It’s been a long time since I’ve posted, so I thought while I’m not working, this would be a good time to clear the cobwebs accumulating over in the “creative side” of my brain! While I may not have tons of travel news and photos to convey, I am posting from my new “home” in Florida! Leaving Tennessee was a difficult move, but one I feel is truly best for me.

In the past few weeks, a number of people have commented to me about how “brave” I am to  pick up and move with no job lined up and no big savings in my pocket. When I was travelling alone through Southeast Asia, I heard the same thing about how brave I was to travel alone. Of course, when I returned to the United States, I continued to receive wonderful praise about being brave. Funny thing though, I rarely heard that on the Camino de Santiago!
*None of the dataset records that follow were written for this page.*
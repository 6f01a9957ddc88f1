//! Strongly typed identifiers enforced across the policy-service domain.
//!
//! Ruleset and rule identifiers are embedded verbatim into resource paths, so validation
//! rejects separators and whitespace up front instead of letting a malformed identifier
//! reshape the request URL.

// std
use std::{borrow::Borrow, ops::Deref, str::FromStr};
// self
use crate::_prelude::*;

macro_rules! def_id {
	($name:ident, $doc:literal, $kind:literal) => {
		#[doc = $doc]
		#[derive(Clone, PartialEq, Eq, PartialOrd, Ord, Hash, Serialize, Deserialize)]
		#[serde(try_from = "String", into = "String")]
		pub struct $name(String);
		impl $name {
			/// Creates a new identifier after validation.
			pub fn new(value: impl AsRef<str>) -> Result<Self, IdentifierError> {
				let view = value.as_ref();

				validate_view($kind, view)?;

				Ok(Self(view.to_owned()))
			}
		}
		impl Deref for $name {
			type Target = str;

			fn deref(&self) -> &Self::Target {
				&self.0
			}
		}
		impl AsRef<str> for $name {
			fn as_ref(&self) -> &str {
				&self.0
			}
		}
		impl From<$name> for String {
			fn from(value: $name) -> Self {
				value.0
			}
		}
		impl TryFrom<String> for $name {
			type Error = IdentifierError;

			fn try_from(value: String) -> Result<Self, Self::Error> {
				validate_view($kind, &value)?;

				Ok(Self(value))
			}
		}
		impl Borrow<str> for $name {
			fn borrow(&self) -> &str {
				&self.0
			}
		}
		impl Debug for $name {
			fn fmt(&self, f: &mut Formatter) -> FmtResult {
				write!(f, concat!($kind, "({})"), self.0)
			}
		}
		impl Display for $name {
			fn fmt(&self, f: &mut Formatter) -> FmtResult {
				f.write_str(&self.0)
			}
		}
		impl FromStr for $name {
			type Err = IdentifierError;

			fn from_str(s: &str) -> Result<Self, Self::Err> {
				Self::new(s)
			}
		}
	};
}

const IDENTIFIER_MAX_LEN: usize = 128;
const PATH_DELIMITERS: &[char] = &['/', '?', '#'];

/// Error returned when identifier validation fails.
#[derive(Clone, Debug, PartialEq, Eq, Serialize, ThisError)]
pub enum IdentifierError {
	/// The identifier was empty.
	#[error("{kind} identifier cannot be empty.")]
	Empty {
		/// Kind of identifier (user, organization, ruleset, rule, secret).
		kind: &'static str,
	},
	/// The identifier contains whitespace characters.
	#[error("{kind} identifier contains whitespace.")]
	ContainsWhitespace {
		/// Kind of identifier (user, organization, ruleset, rule, secret).
		kind: &'static str,
	},
	/// The identifier contains a URL path delimiter.
	#[error("{kind} identifier contains a path delimiter.")]
	ContainsPathDelimiter {
		/// Kind of identifier (user, organization, ruleset, rule, secret).
		kind: &'static str,
	},
	/// The identifier exceeded the allowed character count.
	#[error("{kind} identifier exceeds {max} characters.")]
	TooLong {
		/// Kind of identifier (user, organization, ruleset, rule, secret).
		kind: &'static str,
		/// Maximum permitted character count.
		max: usize,
	},
}

def_id! { UserId, "Identifier of the credential owner, embedded in every authorization header.", "User" }
def_id! { OrganizationId, "Tenant-scoping identifier bound into each request signature.", "Organization" }
def_id! { RulesetId, "Identifier of a ruleset in the remote policy service.", "Ruleset" }
def_id! { RuleId, "Identifier of a rule, always scoped to a ruleset.", "Rule" }

fn validate_view(kind: &'static str, view: &str) -> Result<(), IdentifierError> {
	if view.is_empty() {
		return Err(IdentifierError::Empty { kind });
	}
	if view.chars().any(char::is_whitespace) {
		return Err(IdentifierError::ContainsWhitespace { kind });
	}
	if view.contains(PATH_DELIMITERS) {
		return Err(IdentifierError::ContainsPathDelimiter { kind });
	}
	if view.len() > IDENTIFIER_MAX_LEN {
		return Err(IdentifierError::TooLong { kind, max: IDENTIFIER_MAX_LEN });
	}

	Ok(())
}

#[cfg(test)]
mod tests {
	// self
	use super::*;

	#[test]
	fn identifiers_accept_reasonable_values() {
		assert!(RulesetId::new("6f2a9b0c-rules").is_ok());
		assert!(RuleId::new("rule-001").is_ok());
		assert!(OrganizationId::new("org-42").is_ok());
		assert!(UserId::new("observer@example.com").is_ok());
	}

	#[test]
	fn identifiers_reject_empty_and_whitespace() {
		assert_eq!(RulesetId::new(""), Err(IdentifierError::Empty { kind: "Ruleset" }));
		assert_eq!(
			RuleId::new("rule one"),
			Err(IdentifierError::ContainsWhitespace { kind: "Rule" }),
		);
	}

	#[test]
	fn identifiers_reject_path_delimiters() {
		for broken in ["a/b", "a?b", "a#b"] {
			assert_eq!(
				RulesetId::new(broken),
				Err(IdentifierError::ContainsPathDelimiter { kind: "Ruleset" }),
			);
		}
	}

	#[test]
	fn identifiers_reject_oversized_values() {
		let oversized = "r".repeat(IDENTIFIER_MAX_LEN + 1);

		assert_eq!(
			RuleId::new(oversized),
			Err(IdentifierError::TooLong { kind: "Rule", max: IDENTIFIER_MAX_LEN }),
		);
	}

	#[test]
	fn identifiers_round_trip_through_serde() {
		let id = RulesetId::new("6f2a9b0c").expect("Failed to build ruleset identifier.");
		let json = serde_json::to_string(&id).expect("Failed to serialize ruleset identifier.");

		assert_eq!(json, "\"6f2a9b0c\"");
		assert_eq!(
			serde_json::from_str::<RulesetId>(&json)
				.expect("Failed to deserialize ruleset identifier."),
			id,
		);
		assert!(serde_json::from_str::<RulesetId>("\"a/b\"").is_err());
	}
}
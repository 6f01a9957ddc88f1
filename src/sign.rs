//! Fresh per-request Hawk authorization headers.
//!
//! Signing is a pure function of the credentials, the target, and the moment the header is
//! minted. Nothing is cached between calls: two headers for the same URL minted at different
//! moments differ in timestamp or nonce, and a stale header is rejected server-side rather
//! than locally. Because no signer state exists, independent operations may sign
//! concurrently without coordination.

// crates.io
use base64::{Engine as _, engine::general_purpose::STANDARD};
use hmac::{Hmac, Mac};
use rand::{Rng, distr::Alphanumeric};
use sha2::Sha256;
// self
use crate::{
	_prelude::*,
	auth::{Credentials, SigningAlgorithm},
};

const NONCE_LEN: usize = 8;
const HEADER_VERSION: &str = "1";
const DEFAULT_TLS_PORT: u16 = 443;

type HmacSha256 = Hmac<Sha256>;

/// HTTP methods the signer knows how to bind into a MAC.
#[derive(Clone, Copy, Debug, PartialEq, Eq, Hash)]
pub enum RequestMethod {
	/// HTTP GET.
	Get,
	/// HTTP POST.
	Post,
	/// HTTP PUT.
	Put,
	/// HTTP DELETE.
	Delete,
}
impl RequestMethod {
	/// Returns the uppercase wire form used in the normalized signature input.
	pub const fn as_str(self) -> &'static str {
		match self {
			RequestMethod::Get => "GET",
			RequestMethod::Post => "POST",
			RequestMethod::Put => "PUT",
			RequestMethod::Delete => "DELETE",
		}
	}
}
impl Display for RequestMethod {
	fn fmt(&self, f: &mut Formatter) -> FmtResult {
		f.write_str(self.as_str())
	}
}

/// A target URL paired with the freshly minted header that authorizes it.
///
/// Values are scoped to a single dispatch. The client mints one inside each retry attempt
/// and never stores one across calls; reusing a value replays a stale timestamp/nonce pair
/// the service will reject.
#[derive(Clone, Debug)]
pub struct SignedRequest {
	/// Target URL the header was computed for.
	pub url: Url,
	/// HTTP method bound into the MAC.
	pub method: RequestMethod,
	/// Complete `Authorization` header value.
	pub header: String,
}

/// Mints an authorization header for one request against `url`.
///
/// `ext` is the organization-scoping extension bound into the signature input, tying the
/// header to a single tenant. The request body is never hashed; the only currently signed
/// method is GET, which carries none.
pub fn sign(
	credentials: &Credentials,
	method: RequestMethod,
	url: &Url,
	ext: &str,
) -> SignedRequest {
	let ts = OffsetDateTime::now_utc().unix_timestamp();
	let nonce = random_nonce();

	sign_at(credentials, method, url, ext, ts, &nonce)
}

fn sign_at(
	credentials: &Credentials,
	method: RequestMethod,
	url: &Url,
	ext: &str,
	ts: i64,
	nonce: &str,
) -> SignedRequest {
	let mac = compute_mac(credentials, method, url, ext, ts, nonce);
	let header = format!(
		"Hawk id=\"{}\", ts=\"{ts}\", nonce=\"{nonce}\", ext=\"{ext}\", mac=\"{mac}\"",
		credentials.user.as_ref(),
	);

	SignedRequest { url: url.clone(), method, header }
}

fn compute_mac(
	credentials: &Credentials,
	method: RequestMethod,
	url: &Url,
	ext: &str,
	ts: i64,
	nonce: &str,
) -> String {
	let normalized = normalized_string(method, url, ext, ts, nonce);

	match credentials.algorithm {
		SigningAlgorithm::Sha256 => {
			let mut mac = HmacSha256::new_from_slice(credentials.key.expose())
				.expect("HMAC accepts keys of any length.");

			mac.update(normalized.as_bytes());

			STANDARD.encode(mac.finalize().into_bytes())
		},
	}
}

/// Builds the normalized signature input.
///
/// The empty line between port and ext is the payload-hash slot, intentionally blank: GET
/// requests carry no body and the service expects no content hash for them.
fn normalized_string(method: RequestMethod, url: &Url, ext: &str, ts: i64, nonce: &str) -> String {
	let resource = match url.query() {
		Some(query) => format!("{}?{query}", url.path()),
		None => url.path().to_owned(),
	};
	let host = url.host_str().unwrap_or_default();
	let port = url.port_or_known_default().unwrap_or(DEFAULT_TLS_PORT);

	format!("hawk.{HEADER_VERSION}.header\n{ts}\n{nonce}\n{method}\n{resource}\n{host}\n{port}\n\n{ext}\n")
}

fn random_nonce() -> String {
	rand::rng().sample_iter(Alphanumeric).take(NONCE_LEN).map(char::from).collect()
}
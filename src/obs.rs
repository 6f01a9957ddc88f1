//! Optional observability helpers for client operations.
//!
//! # Feature Flags
//!
//! - Enable `tracing` to emit structured spans named `policyhawk.call` with the `operation`
//!   field, plus a debug event per retried attempt.
//! - Enable `metrics` to increment the `policyhawk_call_total` counter for every
//!   attempt/success/failure, labeled by `operation` + `outcome`, and the
//!   `policyhawk_retry_total` counter for every retried attempt.

mod metrics;
mod tracing;

pub use metrics::*;
pub use tracing::*;

// self
use crate::_prelude::*;

/// Read operations observed by the client.
#[derive(Clone, Copy, Debug, PartialEq, Eq, Hash)]
pub enum OperationKind {
	/// List every ruleset.
	ListRulesets,
	/// Fetch a single ruleset.
	GetRuleset,
	/// List a ruleset's rules verbosely.
	ListRulesetRules,
	/// Fetch a single rule.
	GetRule,
	/// Fetch a rule's tags.
	GetRuleTags,
}
impl OperationKind {
	/// Returns a stable label suitable for span or metric fields.
	pub const fn as_str(self) -> &'static str {
		match self {
			OperationKind::ListRulesets => "list_rulesets",
			OperationKind::GetRuleset => "get_ruleset",
			OperationKind::ListRulesetRules => "list_ruleset_rules",
			OperationKind::GetRule => "get_rule",
			OperationKind::GetRuleTags => "get_rule_tags",
		}
	}
}
impl Display for OperationKind {
	fn fmt(&self, f: &mut Formatter) -> FmtResult {
		f.write_str(self.as_str())
	}
}

/// Outcome labels recorded for each call.
#[derive(Clone, Copy, Debug, PartialEq, Eq, Hash)]
pub enum CallOutcome {
	/// Entry to a client operation.
	Attempt,
	/// Successful completion.
	Success,
	/// Failure propagated back to the caller.
	Failure,
}
impl CallOutcome {
	/// Returns a stable label suitable for span or metric fields.
	pub const fn as_str(self) -> &'static str {
		match self {
			CallOutcome::Attempt => "attempt",
			CallOutcome::Success => "success",
			CallOutcome::Failure => "failure",
		}
	}
}
impl Display for CallOutcome {
	fn fmt(&self, f: &mut Formatter) -> FmtResult {
		f.write_str(self.as_str())
	}
}
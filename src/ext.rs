//! Public extension contracts for downstream crates that bring their own HTTP stack.
//!
//! The crate intentionally exposes the header-attachment seam as a trait so services with
//! an established HTTP client can still mint and carry fresh authorization headers without
//! adopting the bundled transport.

pub mod attach;

pub use attach::*;
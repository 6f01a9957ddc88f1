//! Table-driven response normalization for write-back safety.
//!
//! GET responses embed fields the service assigns on its side (timestamps, parent
//! identifiers, embedded error blocks) and rejects when they come back in a write body.
//! Each resource kind carries its strip list as data so the rules live in one table
//! instead of being repeated at every call site.

// crates.io
use serde_json::Value;

/// Server-assigned timestamps present on every stored resource.
const RULESET_STRIP: &[&str] = &["updatedAt", "createdAt"];
/// Rule fields assigned by the service on create.
const RULE_STRIP: &[&str] = &["rulesetId", "updatedAt", "createdAt"];
/// Embedded error block returned alongside tag listings.
const TAG_STRIP: &[&str] = &["errors"];
/// Key under which a ruleset's verbose rule listing nests its elements.
const RULES_COLLECTION: &str = "rules";

/// Resource shapes the client knows how to make write-compatible.
#[derive(Clone, Copy, Debug, PartialEq, Eq, Hash)]
pub enum ResourceKind {
	/// The ruleset listing; not intended for write replay, returned verbatim.
	RulesetList,
	/// A single ruleset with its rule identifiers.
	Ruleset,
	/// A ruleset's verbose rule listing; elements normalize independently.
	RuleList,
	/// A single rule.
	Rule,
	/// A rule's tag listing.
	TagList,
}
impl ResourceKind {
	/// Fields stripped from the value's top level.
	const fn stripped_fields(self) -> &'static [&'static str] {
		match self {
			ResourceKind::RulesetList | ResourceKind::RuleList => &[],
			ResourceKind::Ruleset => RULESET_STRIP,
			ResourceKind::Rule => RULE_STRIP,
			ResourceKind::TagList => TAG_STRIP,
		}
	}

	/// Nested collection whose elements normalize under another kind.
	const fn nested(self) -> Option<(&'static str, ResourceKind)> {
		match self {
			ResourceKind::RuleList => Some((RULES_COLLECTION, ResourceKind::Rule)),
			_ => None,
		}
	}
}

/// Strips server-assigned fields so `value` can be replayed as a write body unmodified.
///
/// Absent fields are skipped, non-object values pass through untouched, and re-applying
/// the pass to its own output changes nothing.
pub fn normalize(kind: ResourceKind, mut value: Value) -> Value {
	strip_in_place(kind, &mut value);

	value
}

fn strip_in_place(kind: ResourceKind, value: &mut Value) {
	let Some(object) = value.as_object_mut() else {
		return;
	};

	for field in kind.stripped_fields() {
		object.remove(*field);
	}

	if let Some((collection, element_kind)) = kind.nested() {
		if let Some(Value::Array(elements)) = object.get_mut(collection) {
			for element in elements {
				strip_in_place(element_kind, element);
			}
		}
	}
}
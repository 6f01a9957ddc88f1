//! Hawk-signed client for security-policy rulesets—fresh per-request MAC headers, explicit
//! retry policies, and write-safe response normalization in one crate built for production.
//!
//! Every read operation follows the same pipeline: mint an authorization header for this
//! attempt only, dispatch one GET, fold the response into a closed error taxonomy, retry the
//! transient failures under an explicit policy, and strip the server-assigned fields so the
//! result can be replayed as a write body unmodified.

#![deny(clippy::all, missing_docs, unused_crate_dependencies)]

pub mod auth;
pub mod client;
pub mod error;
pub mod ext;
pub mod http;
pub mod normalize;
pub mod obs;
pub mod retry;
pub mod service;
pub mod sign;

mod _prelude {
	pub use std::{
		fmt::{Debug, Display, Formatter, Result as FmtResult},
		future::Future,
		pin::Pin,
		sync::Arc,
	};

	pub use serde::{Deserialize, Serialize};
	pub use thiserror::Error as ThisError;
	pub use time::{Duration, OffsetDateTime};
	pub use url::Url;

	pub use crate::error::{Error, Result};
}

#[cfg(feature = "reqwest")] pub use reqwest;
pub use time;
pub use url;
#[cfg(all(test, feature = "reqwest"))] use httpmock as _;
//! Shared-secret credential material used to mint authorization headers.

// self
use crate::{
	_prelude::*,
	auth::{IdentifierError, UserId},
};

/// Digest algorithms supported for request MACs.
///
/// The set is closed on purpose; the service accepts exactly one algorithm today and the
/// signer matches on this enum so a future addition cannot be silently mis-signed.
#[derive(Clone, Copy, Debug, Default, PartialEq, Eq, Hash, Serialize, Deserialize)]
#[serde(rename_all = "snake_case")]
pub enum SigningAlgorithm {
	#[default]
	/// HMAC-SHA-256.
	Sha256,
}
impl SigningAlgorithm {
	/// Returns the wire label for the algorithm.
	pub const fn as_str(self) -> &'static str {
		match self {
			SigningAlgorithm::Sha256 => "sha256",
		}
	}
}
impl Display for SigningAlgorithm {
	fn fmt(&self, f: &mut Formatter) -> FmtResult {
		f.write_str(self.as_str())
	}
}

/// Redacted shared-secret wrapper keeping key material out of logs.
#[derive(Clone, PartialEq, Eq)]
pub struct SecretKey(String);
impl SecretKey {
	/// Wraps a new shared secret after rejecting empty values.
	pub fn new(value: impl Into<String>) -> Result<Self, IdentifierError> {
		let value = value.into();

		if value.is_empty() {
			return Err(IdentifierError::Empty { kind: "Secret" });
		}

		Ok(Self(value))
	}

	/// Returns the raw key bytes for MAC computation. Callers must avoid logging these.
	pub(crate) fn expose(&self) -> &[u8] {
		self.0.as_bytes()
	}
}
impl Debug for SecretKey {
	fn fmt(&self, f: &mut Formatter) -> FmtResult {
		f.debug_tuple("SecretKey").field(&"<redacted>").finish()
	}
}
impl Display for SecretKey {
	fn fmt(&self, f: &mut Formatter) -> FmtResult {
		f.write_str("<redacted>")
	}
}

/// Immutable credential triple used for every request the client signs.
///
/// Constructed once at client construction and shared read-only across concurrent calls;
/// nothing derived from it (headers, nonces, timestamps) is ever stored back here.
#[derive(Clone, Debug, PartialEq, Eq)]
pub struct Credentials {
	/// Credential owner, embedded as the `id` field of every authorization header.
	pub user: UserId,
	/// Shared secret used as the MAC key.
	pub key: SecretKey,
	/// Digest algorithm for the MAC.
	pub algorithm: SigningAlgorithm,
}
impl Credentials {
	/// Creates credentials for the given user and shared secret with the default algorithm.
	pub fn new(user: UserId, key: SecretKey) -> Self {
		Self { user, key, algorithm: SigningAlgorithm::default() }
	}
}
The Bing Dictionary definition of brave is the ability to face danger, difficulty, uncertainty, or pain without being overcome by fear or being deflected from a chosen course of action. With that definition in mind, I think of all the people I met along the Camino. We all walked with determination to stay the course, to have no fear, to not be deflected from our journey. At the time, it was not bravery at all – it was simply the desire to walk with grace. It was a walk of faith, a walk of kindness, a walk of solitude, a walk of peace, a walk of forgiveness. It was whatever each of us needed it to be. I don’t think anyone walks it to be “brave”.

On the Camino de Santiago, I woke up every day in a room full of strangers in a foreign country. I ate meals with people who didn’t speak my language and yet, we communicated! On the path, I was greeted with the familiar words of “Buen Camino” and passed those words on to other travelers. And how did I know where to go? Simply follow the yellow arrows that were painted on barns, etched into trees, formed with rocks. It was as simple as that….just follow the arrows and trust they will always be there for you. Think about that: a single woman in a foreign country with only a backpack following arrows across the landscape! And yet, they lead unfailingly! They were always there!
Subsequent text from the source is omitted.